* [Task to carry out]:
The required output is the exact sequence of lines from the line holding "the thread's lifetime." to the end of the records, inclusive.

* [Records supplied]:

#####

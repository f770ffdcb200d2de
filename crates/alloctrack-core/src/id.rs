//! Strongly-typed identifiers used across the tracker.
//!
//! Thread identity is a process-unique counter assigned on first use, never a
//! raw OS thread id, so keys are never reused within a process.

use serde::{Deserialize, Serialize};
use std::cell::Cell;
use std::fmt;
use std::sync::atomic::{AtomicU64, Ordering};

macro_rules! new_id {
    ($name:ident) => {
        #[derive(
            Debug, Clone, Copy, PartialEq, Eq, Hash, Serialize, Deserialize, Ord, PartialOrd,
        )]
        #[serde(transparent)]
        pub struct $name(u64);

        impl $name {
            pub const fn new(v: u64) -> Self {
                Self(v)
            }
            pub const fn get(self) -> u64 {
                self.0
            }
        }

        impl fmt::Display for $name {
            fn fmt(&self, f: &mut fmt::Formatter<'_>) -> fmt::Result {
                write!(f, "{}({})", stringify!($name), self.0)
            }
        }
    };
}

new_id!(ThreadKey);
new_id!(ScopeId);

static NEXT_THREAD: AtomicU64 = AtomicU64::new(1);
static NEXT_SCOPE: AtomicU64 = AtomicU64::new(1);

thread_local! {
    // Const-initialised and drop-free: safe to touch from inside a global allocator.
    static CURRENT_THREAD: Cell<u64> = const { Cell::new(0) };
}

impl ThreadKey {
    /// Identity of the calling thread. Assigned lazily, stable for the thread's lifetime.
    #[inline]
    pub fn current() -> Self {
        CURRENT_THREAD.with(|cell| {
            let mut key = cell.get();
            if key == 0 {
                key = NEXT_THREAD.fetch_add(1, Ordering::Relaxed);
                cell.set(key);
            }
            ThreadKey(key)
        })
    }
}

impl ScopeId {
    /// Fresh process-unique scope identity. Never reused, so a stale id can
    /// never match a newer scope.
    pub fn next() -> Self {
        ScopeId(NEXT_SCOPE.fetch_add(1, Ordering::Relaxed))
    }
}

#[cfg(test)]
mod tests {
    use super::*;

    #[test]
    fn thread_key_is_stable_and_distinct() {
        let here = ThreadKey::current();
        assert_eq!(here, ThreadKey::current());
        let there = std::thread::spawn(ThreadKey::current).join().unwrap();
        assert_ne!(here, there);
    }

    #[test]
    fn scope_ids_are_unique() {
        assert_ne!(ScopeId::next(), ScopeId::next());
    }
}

#####

* [Problem solution]:
    /// Identity of the calling thread. Assigned lazily, stable for the thread's lifetime.
    #[inline]
    pub fn current() -> Self {
        CURRENT_THREAD.with(|cell| {
            let mut key = cell.get();
            if key == 0 {
                key = NEXT_THREAD.fetch_add(1, Ordering::Relaxed);
                cell.set(key);
            }
            ThreadKey(key)
        })
    }
}

impl ScopeId {
    /// Fresh process-unique scope identity. Never reused, so a stale id can
    /// never match a newer scope.
    pub fn next() -> Self {
        ScopeId(NEXT_SCOPE.fetch_add(1, Ordering::Relaxed))
    }
}

#[cfg(test)]
mod tests {
    use super::*;

    #[test]
    fn thread_key_is_stable_and_distinct() {
        let here = ThreadKey::current();
        assert_eq!(here, ThreadKey::current());
        let there = std::thread::spawn(ThreadKey::current).join().unwrap();
        assert_ne!(here, there);
    }

    #[test]
    fn scope_ids_are_unique() {
        assert_ne!(ScopeId::next(), ScopeId::next());
    }
}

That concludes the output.